What has happened at Notre Dame? Vinny Cerrato, who coached at Notre Dame for nine years and was Lou Holtz' chief recruiter, said it comes down to one of three things: Notre Dame doesn't have talent, the coaches aren't teaching or developing the players on the football field or they are not developing them in terms of strength and speed.

"Every year, coach Holtz' seniors played the best of their career. They played better each year. They improved each year," said Cerrato, now personnel director of the Washington Redskins. "We had all three phases. The coaches did a great job teaching. Today, something is lacking."

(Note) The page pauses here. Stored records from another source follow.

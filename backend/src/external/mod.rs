//! External API integrations

pub mod messaging;

pub use messaging::MessagingClient;
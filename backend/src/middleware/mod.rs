//! Request middleware

pub mod auth;

pub use auth::{auth_middleware, AuthUser, CurrentUser};
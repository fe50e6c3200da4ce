//! Certificate issuance, public verification and expiry tracking

use std::collections::HashMap;

use base64::engine::general_purpose::URL_SAFE_NO_PAD;
use base64::Engine;
use chrono::{DateTime, Utc};
use hmac::{Hmac, Mac};
use rand::Rng;
use rust_decimal::Decimal;
use serde::{Deserialize, Serialize};
use sha2::Sha256;
use shared::models::{
    days_until_expiry, expiry_from_validity, format_certificate_number,
    is_valid_certificate_number, verification_outcome, CertificateStatus, EnrollmentStatus,
    NotificationChannel, NotificationType, VerificationOutcome,
};
use shared::template::render_placeholders;
use sqlx::{FromRow, PgPool};
use uuid::Uuid;
use validator::Validate;

use crate::config::CertificateConfig;
use crate::error::{AppError, AppResult};
use crate::services::gamification::GamificationService;
use crate::services::notification::{NotificationService, SendNotification};

type HmacSha256 = Hmac<Sha256>;

/// Certificate service
#[derive(Clone)]
pub struct CertificateService {
    db: PgPool,
    config: CertificateConfig,
}

/// Certificate template
#[derive(Debug, Clone, Serialize, FromRow)]
pub struct CertificateTemplate {
    pub id: Uuid,
    pub name: String,
    pub body_html: String,
    pub signer_name: String,
    pub signer_title: String,
    pub is_default: bool,
    pub is_active: bool,
    pub created_at: DateTime<Utc>,
}

/// Issued certificate
#[derive(Debug, Clone, Serialize, FromRow)]
pub struct Certificate {
    pub id: Uuid,
    pub certificate_number: String,
    pub user_id: Uuid,
    pub course_id: Uuid,
    pub enrollment_id: Option<Uuid>,
    pub template_id: Option<Uuid>,
    pub score: Option<Decimal>,
    pub status: CertificateStatus,
    pub issued_at: DateTime<Utc>,
    pub expires_at: Option<DateTime<Utc>>,
    pub verification_url: String,
    pub revoked_at: Option<DateTime<Utc>>,
    pub revoked_by: Option<Uuid>,
    pub revoked_reason: Option<String>,
    pub metadata: serde_json::Value,
    pub created_at: DateTime<Utc>,
}

/// Certificate with holder and course names
#[derive(Debug, Clone, Serialize, FromRow)]
pub struct CertificateSummary {
    pub id: Uuid,
    pub certificate_number: String,
    pub user_id: Uuid,
    pub user_name: String,
    pub course_id: Uuid,
    pub course_code: String,
    pub course_title: String,
    pub status: CertificateStatus,
    pub issued_at: DateTime<Utc>,
    pub expires_at: Option<DateTime<Utc>>,
}

/// Public verification answer
#[derive(Debug, Serialize)]
pub struct VerificationResult {
    pub certificate_number: String,
    pub is_valid: bool,
    pub outcome: VerificationOutcome,
    #[serde(skip_serializing_if = "Option::is_none")]
    pub holder_name: Option<String>,
    #[serde(skip_serializing_if = "Option::is_none")]
    pub course_title: Option<String>,
    #[serde(skip_serializing_if = "Option::is_none")]
    pub issued_at: Option<DateTime<Utc>>,
    #[serde(skip_serializing_if = "Option::is_none")]
    pub expires_at: Option<DateTime<Utc>>,
}

/// Certificate counts by status
#[derive(Debug, Serialize)]
pub struct CertificateStatistics {
    pub total: i64,
    pub issued: i64,
    pub revoked: i64,
    pub expired: i64,
    pub expiring_soon: i64,
    pub active_rate: Decimal,
}

/// Result of one expiry sweep
#[derive(Debug, Default, Serialize)]
pub struct ExpirySweep {
    pub expired: u64,
    pub enrollments_expired: u64,
    pub reminders_sent: u64,
}

/// Input for issuing a certificate
#[derive(Debug, Deserialize)]
pub struct IssueCertificateInput {
    pub enrollment_id: Uuid,
    pub template_id: Option<Uuid>,
    pub score: Option<Decimal>,
}

/// Input for revoking or reissuing
#[derive(Debug, Deserialize, Validate)]
pub struct RevokeInput {
    #[validate(length(min = 3, max = 500))]
    pub reason: String,
}

/// Input for creating a template
#[derive(Debug, Deserialize, Validate)]
pub struct CreateTemplateInput {
    #[validate(length(min = 1, max = 100))]
    pub name: String,
    #[validate(length(min = 1))]
    pub body_html: String,
    pub signer_name: Option<String>,
    pub signer_title: Option<String>,
    #[serde(default)]
    pub is_default: bool,
}

const CERTIFICATE_COLUMNS: &str = r#"
    id, certificate_number, user_id, course_id, enrollment_id, template_id, score, status,
    issued_at, expires_at, verification_url, revoked_at, revoked_by, revoked_reason,
    metadata, created_at
"#;

const SUMMARY_SELECT: &str = r#"
    SELECT
        c.id, c.certificate_number, c.user_id,
        u.first_name || ' ' || u.last_name AS user_name,
        c.course_id, co.code AS course_code, co.title AS course_title,
        c.status, c.issued_at, c.expires_at
    FROM certificates c
    JOIN users u ON u.id = c.user_id
    JOIN courses co ON co.id = c.course_id
"#;

/// base64url HMAC-SHA256 of a certificate number
pub fn sign_number(secret: &str, number: &str) -> AppResult<String> {
    let mut mac = HmacSha256::new_from_slice(secret.as_bytes())
        .map_err(|e| AppError::Internal(format!("Invalid signing key: {}", e)))?;
    mac.update(number.as_bytes());
    Ok(URL_SAFE_NO_PAD.encode(mac.finalize().into_bytes()))
}

/// Constant-time check of a signature produced by [`sign_number`]
pub fn signature_matches(secret: &str, number: &str, signature: &str) -> bool {
    let Ok(expected) = URL_SAFE_NO_PAD.decode(signature.trim()) else {
        return false;
    };
    let Ok(mut mac) = HmacSha256::new_from_slice(secret.as_bytes()) else {
        return false;
    };
    mac.update(number.as_bytes());
    mac.verify_slice(&expected).is_ok()
}

fn random_hex() -> String {
    format!("{:08X}", rand::rng().random::<u32>())
}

The offensive line is in for considerable criticism, especially after freshman quarterback Jimmy Clausen was sacked nine times against Michigan. He simply didn't have enough time to set up in the pocket to throw passes. It was a massacre.

Well, the offensive line boasts several high school All-Americans, players who were recruited by every major program from USC to Florida. Sam Young was the No. 1 offensive lineman in the country two years ago. Five years ago, Neil Sullivan was the No. 1 center in the nation. Dan Wenger turned down Florida for Notre Dame. Matt Carufel was nationally recruited. None of these guys were sleepers. All of them were recruited nationally. You do the math.

I think it's only a matter of time before these young and inexperienced players develop, youngsters like running backs Robert Hughes, James Aldridge and Armando Allen. They were three of the most recruiting running backs in the country over the last two years.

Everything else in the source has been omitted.